Den ganzen Artikel lesen:

http://www.perlentaucher.de/essay/die-schule-der-kritik.html

Das ist eine klare Sprache, die hoffentlich viele vernehmen und sich in die Diskussion einbringen.

Es geht hier in erster Linie nicht um den Islam, sondern darum, wie wir leben wollen. Deswegen müssen wir uns damit auseinandersetzen. Und zwar jetzt.
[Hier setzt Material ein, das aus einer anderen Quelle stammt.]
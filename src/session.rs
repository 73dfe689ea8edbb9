//! Run cancellation and per-session supersede.
//!
//! A user who uploads a second document while the first is still being
//! processed only cares about the second one. Each run carries a
//! [`CancelFlag`]; the [`RunRegistry`] keeps the flag of the latest run per
//! session key and raises the previous flag when a new run begins.
//!
//! The flag is checked between OCR pages (blocking side, [`CancelFlag::is_cancelled`])
//! and raced against the model call (async side, [`CancelFlag::cancelled`]).
//!
//! A run whose caller goes away is cancelled too: [`RunGuard`] and
//! [`CancelOnDrop`] raise the flag when they are dropped, which is what
//! happens to a request future when the client disconnects.

use std::collections::HashMap;
use std::ops::Deref;
use std::sync::atomic::{AtomicBool, Ordering};
use std::sync::{Arc, Mutex};
use tokio::sync::Notify;
use tracing::{debug, info};
use uuid::Uuid;

#[derive(Debug, Default)]
struct FlagInner {
    cancelled: AtomicBool,
    notify: Notify,
}

/// Shared cancellation flag for one run.
#[derive(Debug, Clone, Default)]
pub struct CancelFlag {
    inner: Arc<FlagInner>,
}

impl CancelFlag {
    pub fn new() -> Self {
        Self::default()
    }

    /// Raise the flag and wake every waiter. Idempotent.
    pub fn cancel(&self) {
        if !self.inner.cancelled.swap(true, Ordering::SeqCst) {
            self.inner.notify.notify_waiters();
        }
    }

    pub fn is_cancelled(&self) -> bool {
        self.inner.cancelled.load(Ordering::SeqCst)
    }

    /// Resolve once the flag is raised.
    pub async fn cancelled(&self) {
        loop {
            // Register before checking so a concurrent cancel is not missed.
            let notified = self.inner.notify.notified();
            if self.is_cancelled() {
                return;
            }
            notified.await;
        }
    }

    /// A guard that raises this flag when dropped, unless disarmed first.
    pub fn cancel_on_drop(&self) -> CancelOnDrop {
        CancelOnDrop {
            flag: Some(self.clone()),
        }
    }
}

/// Raises a [`CancelFlag`] on drop unless [`CancelOnDrop::disarm`]ed.
#[derive(Debug)]
#[must_use = "the flag is raised as soon as the guard is dropped"]
pub struct CancelOnDrop {
    flag: Option<CancelFlag>,
}

impl CancelOnDrop {
    /// The guarded work finished; leave the flag alone.
    pub fn disarm(mut self) {
        self.flag = None;
    }
}

impl Drop for CancelOnDrop {
    fn drop(&mut self) {
        if let Some(flag) = self.flag.take() {
            if !flag.is_cancelled() {
                debug!("Run abandoned by its caller; cancelling");
                flag.cancel();
            }
        }
    }
}

/// Handle for a run registered with a [`RunRegistry`].
#[derive(Debug, Clone)]
pub struct RunTicket {
    pub run_id: Uuid,
    pub session: Option<String>,
    pub cancel: CancelFlag,
}

impl RunTicket {
    /// A ticket that no registry knows about; never superseded.
    pub fn detached() -> Self {
        Self {
            run_id: Uuid::new_v4(),
            session: None,
            cancel: CancelFlag::new(),
        }
    }
}

/// Latest run per session key.
#[derive(Debug, Default)]
pub struct RunRegistry {
    active: Mutex<HashMap<String, (Uuid, CancelFlag)>>,
}

impl RunRegistry {
    pub fn new() -> Self {
        Self::default()
    }

    /// Start a run. With a session key, the previous run of that session is
    /// cancelled; without one the run is independent.
    ///
    /// The run stays registered until the returned guard is dropped.
    pub fn begin(&self, session: Option<&str>) -> RunGuard<'_> {
        let ticket = RunTicket {
            run_id: Uuid::new_v4(),
            session: session.map(str::to_string),
            cancel: CancelFlag::new(),
        };

        if let Some(key) = session {
            let previous = self
                .lock()
                .insert(key.to_string(), (ticket.run_id, ticket.cancel.clone()));
            if let Some((prev_id, prev_flag)) = previous {
                info!("Session {}: run {} superseded by {}", key, prev_id, ticket.run_id);
                prev_flag.cancel();
            }
        }

        debug!("Run {} started", ticket.run_id);
        RunGuard {
            registry: self,
            ticket,
        }
    }

    /// Forget a finished run, unless a newer run of its session has
    /// already replaced it.
    pub fn finish(&self, ticket: &RunTicket) {
        if let Some(key) = ticket.session.as_deref() {
            let mut active = self.lock();
            if active.get(key).is_some_and(|(id, _)| *id == ticket.run_id) {
                active.remove(key);
            }
        }
    }

    /// Number of sessions with a run in flight.
    pub fn active_sessions(&self) -> usize {
        self.lock().len()
    }

    fn lock(&self) -> std::sync::MutexGuard<'_, HashMap<String, (Uuid, CancelFlag)>> {
        // A poisoned map still holds valid flags.
        self.active.lock().unwrap_or_else(|p| p.into_inner())
    }
}

/// A run registered with a [`RunRegistry`].
///
/// Dereferences to its [`RunTicket`]. On drop the run's flag is raised and
/// its registry entry removed, whether the run completed or its caller
/// went away.
#[derive(Debug)]
#[must_use = "the run is cancelled as soon as the guard is dropped"]
pub struct RunGuard<'a> {
    registry: &'a RunRegistry,
    ticket: RunTicket,
}

impl Deref for RunGuard<'_> {
    type Target = RunTicket;

    fn deref(&self) -> &RunTicket {
        &self.ticket
    }
}

impl Drop for RunGuard<'_> {
    fn drop(&mut self) {
        self.ticket.cancel.cancel();
        self.registry.finish(&self.ticket);
    }
}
Keine Antwort auf den Radikalismus?


Ein sehr lesenswerter Beitrag des muslimischen Psychologen und Jugendarbeiters Ahmad Mansour im schweizer Tagesanzeiger. Ich frage mich nur, warum diese Fragen so wenig diskutiert werden, warum die Presse dieses Thema nicht debattiert. 

Bleibt zu hoffen, das möglichst viele den Ernst der Lage begreifen. Im Moment werden doch nur hauptsächlich Feindbilder aufgebaut oder beschwichtigt.

http://www.tagesanzeiger.ch/region/bern/Die-Muslime-haben-keine-Antwort-auf-den-Radikalismus/story/26010017#clicked0.6935108467749563

Mittwoch, 7. Januar 2015

Terror: Paris ist überall


Lassen wir nicht zu, dass der Terror uns unsere Freiheit nimmt. Die Freiheit, 
anders zu leben, zu denken und handeln und dennoch die Würde der anderen respektierend.

Toleranz gegenüber der Intoleranz und dem Terror ist dumm und führt nur dazu, dass wir uns unserer Freiheit berauben lassen, Stück für Stück. Das ist schon in so vielen Fällen geschehen, man denke nur an Flugreisen -  die schikaneähnliche Abfertigung verdanken wir nur diesen Verbrechern - , Telefon- und Internetüber-wachung.

Dass sie den Namen eines Gottes im Munde führen, macht sie nicht besser, nur gefährlicher. Es wird Zeit, dass friedliche Muslime sich davon distanzieren und auch dagegen einschreiten. die Terroristen verurteilen und sie nicht tolerieren, unterstützen, finanzieren, einreisen lassen oder dulden bei sich oder anderswo.

Bleibt zu hoffen, dass extremistische Gruppen nicht weiter Kapital hieraus schlagen. Es geht um unsere Kultur dabei, nicht um die des Islams.